Enhancing photothermal depolymerization with metalloporphyrin catalyst
Abstract
The ability to revert polymers to their original monomers represents a crucial chemical recycling technique, promoting sustainability and offering the chance to convert used materials into valuable products. In recent years, numerous studies have explored the use of polymers synthesized via reversible deactivation radical polymerization (RDRP) techniques to facilitate efficient depolymerization reactions. Herein, we report the use of a photocatalyst, zinc tetraphenylporphyrin (ZnTPP), along with light irradiation to accelerate depolymerization of polymers prepared by reversible addition-fragmentation chain transfer (RAFT) polymerization.
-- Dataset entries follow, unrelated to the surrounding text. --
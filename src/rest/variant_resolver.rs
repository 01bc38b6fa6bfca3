//! Recovering the purchased variant of an order line.
//!
//! Order lines do not reliably carry a variant id. The storefront does,
//! however, append the chosen attribute values to the line's display name:
//!
//! ```text
//! Shirt - Blue / 30
//! ```
//!
//! [`CatalogVariantResolver`] splits that suffix into tokens, lists the
//! product's variants and returns the first variant whose attribute values
//! contain every token. Matching is plain string comparison, so values in
//! any script work as long as they are spelled the same way.
//!
//! A failed lookup is never an error. [`VariantResolution::Unresolved`] sends
//! the caller back to its fallback (the URL's variant id, or the bare
//! product), which keeps false positives out at the cost of false negatives.
//!
//! # Example
//!
//! ```rust,ignore
//! use mixin_api::rest::{CatalogVariantResolver, VariantResolution, VariantResolver};
//!
//! let resolver = CatalogVariantResolver::new(&client);
//! match resolver.resolve("Shirt - Blue / 30", 12).await {
//!     VariantResolution::Resolved(variant_id) => println!("variant {variant_id}"),
//!     VariantResolution::Unresolved => println!("no variant"),
//! }
//! ```

use std::collections::HashSet;

use crate::clients::RestClient;
use crate::rest::resources::Variant;
use crate::rest::RestResource;

/// Separates the product name from the attribute values in a line name.
pub const VARIANT_SEPARATOR: &str = " - ";

/// Outcome of a variant lookup.
#[derive(Debug, Clone, Copy, PartialEq, Eq, Hash)]
pub enum VariantResolution {
    /// The line matched this vendor variant id.
    Resolved(i64),
    /// No variant could be inferred.
    Unresolved,
}

impl VariantResolution {
    /// Returns the resolved variant id, if any.
    #[must_use]
    pub const fn variant_id(self) -> Option<i64> {
        match self {
            Self::Resolved(id) => Some(id),
            Self::Unresolved => None,
        }
    }
}

impl From<Option<i64>> for VariantResolution {
    fn from(id: Option<i64>) -> Self {
        id.map_or(Self::Unresolved, Self::Resolved)
    }
}

/// Infers which variant an order line refers to.
#[allow(async_fn_in_trait)]
pub trait VariantResolver {
    /// Resolves the variant named by `item_name` among the variants of `product_id`.
    async fn resolve(&self, item_name: &str, product_id: i64) -> VariantResolution;
}

/// Extracts the attribute tokens from an order line name.
///
/// Returns `None` when the name has no [`VARIANT_SEPARATOR`] or nothing
/// but whitespace after it. Only the segment between the first and a
/// possible second separator is read.
///
/// # Example
///
/// ```rust
/// use mixin_api::rest::parse_variant_tokens;
///
/// assert_eq!(parse_variant_tokens("Shirt - Blue / 30"), Some(vec!["Blue", "30"]));
/// assert_eq!(parse_variant_tokens("Shirt"), None);
/// ```
#[must_use]
pub fn parse_variant_tokens(item_name: &str) -> Option<Vec<&str>> {
    let suffix = item_name.split(VARIANT_SEPARATOR).nth(1)?;

    let tokens: Vec<&str> = suffix
        .split('/')
        .map(str::trim)
        .filter(|token| !token.is_empty())
        .collect();

    (!tokens.is_empty()).then_some(tokens)
}

/// Returns the id of the first variant whose attribute values contain every token.
///
/// Variants without an id are skipped.
#[must_use]
pub fn match_variant(tokens: &[&str], variants: &[Variant]) -> Option<i64> {
    variants
        .iter()
        .filter(|variant| {
            let values: HashSet<&str> = variant.attribute_values().collect();
            tokens.iter().all(|token| values.contains(token))
        })
        .find_map(|variant| variant.id)
}

/// Resolver backed by the product's variant list.
#[derive(Debug, Clone, Copy)]
pub struct CatalogVariantResolver<'a> {
    client: &'a RestClient,
}

impl<'a> CatalogVariantResolver<'a> {
    /// Creates a resolver that lists variants through `client`.
    #[must_use]
    pub const fn new(client: &'a RestClient) -> Self {
        Self { client }
    }
}

impl VariantResolver for CatalogVariantResolver<'_> {
    async fn resolve(&self, item_name: &str, product_id: i64) -> VariantResolution {
        let Some(tokens) = parse_variant_tokens(item_name) else {
            tracing::debug!(product_id, item_name, "Line name carries no variant suffix");
            return VariantResolution::Unresolved;
        };

        let variants =
            match Variant::all_with_parent(self.client, "product_id", product_id, None).await {
                Ok(collected) => collected.records,
                Err(error) => {
                    tracing::debug!(product_id, %error, "Could not list variants");
                    return VariantResolution::Unresolved;
                }
            };

        let resolution = VariantResolution::from(match_variant(&tokens, &variants));
        tracing::debug!(
            product_id,
            item_name,
            candidates = variants.len(),
            ?resolution,
            "Resolved order line variant"
        );
        resolution
    }
}
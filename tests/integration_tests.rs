//! Integration tests for the Mixin API adapter.
//!
//! These tests verify end-to-end functionality of the configuration system
//! and the store built from it.

use std::collections::HashMap;

use mixin_api::rest::{CompositeId, FieldCategory, FieldMask};
use mixin_api::{ApiKey, ConfigError, MixinConfig, MixinStore, StoreUrl, API_KEY_SETTING};

#[test]
fn test_full_workflow_create_newtypes_build_config_access_fields() {
    // Create validated newtypes
    let api_key = ApiKey::new("test-api-key").unwrap();
    let store_url = StoreUrl::new("https://shop.example.com/").unwrap();

    // Build configuration
    let config = MixinConfig::builder()
        .api_key(api_key)
        .store_url(store_url)
        .page_size(40)
        .user_agent_prefix("HostSync/1.0")
        .build()
        .unwrap();

    // Access fields and verify
    assert_eq!(config.api_key().as_ref(), "test-api-key");
    assert_eq!(config.store_url().as_ref(), "https://shop.example.com");
    assert_eq!(config.page_size(), 40);
    assert_eq!(config.user_agent_prefix(), Some("HostSync/1.0"));
}

#[test]
fn test_config_from_host_settings() {
    let settings = HashMap::from([(API_KEY_SETTING.to_string(), "host-key".to_string())]);

    let config = MixinConfig::from_settings("https://shop.example.com", &settings).unwrap();
    assert_eq!(config.api_key().as_ref(), "host-key");
    assert_eq!(config.page_size(), 100);

    let result = MixinConfig::from_settings("https://shop.example.com", &HashMap::new());
    assert!(matches!(
        result,
        Err(ConfigError::MissingRequiredField { field: "MixinApiKey" })
    ));
}

#[test]
fn test_page_size_is_clamped() {
    let build = |page_size| {
        MixinConfig::builder()
            .api_key(ApiKey::new("key").unwrap())
            .store_url(StoreUrl::new("https://shop.example.com").unwrap())
            .page_size(page_size)
            .build()
            .unwrap()
            .page_size()
    };

    assert_eq!(build(0), 1);
    assert_eq!(build(250), 100);
}

#[test]
fn test_error_handling_invalid_inputs_produce_correct_errors() {
    // Empty API key
    let result = ApiKey::new("");
    assert!(matches!(result, Err(ConfigError::EmptyApiKey)));

    // Store URL without a scheme
    let result = StoreUrl::new("shop.example.com");
    assert!(matches!(result, Err(ConfigError::InvalidStoreUrl { .. })));

    // Missing required fields in builder
    let result = MixinConfig::builder()
        .api_key(ApiKey::new("key").unwrap())
        .build();
    assert!(matches!(
        result,
        Err(ConfigError::MissingRequiredField { field: "store_url" })
    ));
}

#[test]
fn test_api_key_is_masked_in_debug_output() {
    let key = ApiKey::new("super-secret").unwrap();
    assert!(!format!("{key:?}").contains("super-secret"));
}

#[test]
fn test_multi_tenant_scenario_multiple_independent_stores() {
    let build = |url: &str, key: &str| {
        MixinConfig::builder()
            .api_key(ApiKey::new(key).unwrap())
            .store_url(StoreUrl::new(url).unwrap())
            .build()
            .unwrap()
    };

    let store_a = MixinStore::new(&build("https://a.example.com", "key-a"));
    let store_b = MixinStore::new(&build("https://b.example.com", "key-b"));

    assert_eq!(store_a.client().http_client().base_uri(), "https://a.example.com");
    assert_eq!(store_b.client().http_client().base_uri(), "https://b.example.com");
}

#[test]
fn test_config_can_be_cloned_and_shared() {
    let config = MixinConfig::builder()
        .api_key(ApiKey::new("key").unwrap())
        .store_url(StoreUrl::new("https://shop.example.com").unwrap())
        .build()
        .unwrap();

    let config_clone = config.clone();
    assert_eq!(config.api_key().as_ref(), config_clone.api_key().as_ref());

    // Verify Send + Sync by moving to thread (compile-time check)
    let handle = std::thread::spawn(move || {
        let _ = MixinStore::new(&config_clone);
    });
    handle.join().unwrap();
}

#[test]
fn test_host_ids_and_masks_from_plain_values() {
    let id = CompositeId::new(78).unwrap();
    assert_eq!(id.decode(), (12, 0));
    assert!(CompositeId::new(-1).is_err());

    let mask = FieldMask::parse(&["product_price", "stock"]).unwrap();
    assert!(mask.contains(FieldCategory::ProductPrice));
    assert!(mask.contains(FieldCategory::Stock));
    assert!(FieldMask::parse(&["colour"]).is_err());
}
We explore various parameters affecting depolymerization efficiency, including solvents, reaction temperature (80, 100, and 120°C), the presence of photocatalysts (ZnTPP and Eosin Y), and the type of RAFT end-groups, namely trithiocarbonate, dithiobenzoate, and 1H-pyrazole-1-carbodithioate. For instance, when PMMA was diluted to 25 mM in 1,4-dioxane and heated to 120°C under green light irradiation in the presence of ZnTPP (200 ppm), rapid depolymerization exceeding 70% occurred within 1 h. Without ZnTPP, under similar conditions, the reaction required over 8 h to achieve a slightly lower yield. Furthermore, this method confers moderate oxygen tolerance to the system, enabling depolymerization to proceed without the need of deoxygenation, albeit at a lower rate and consequently lesser monomer recovery (31%).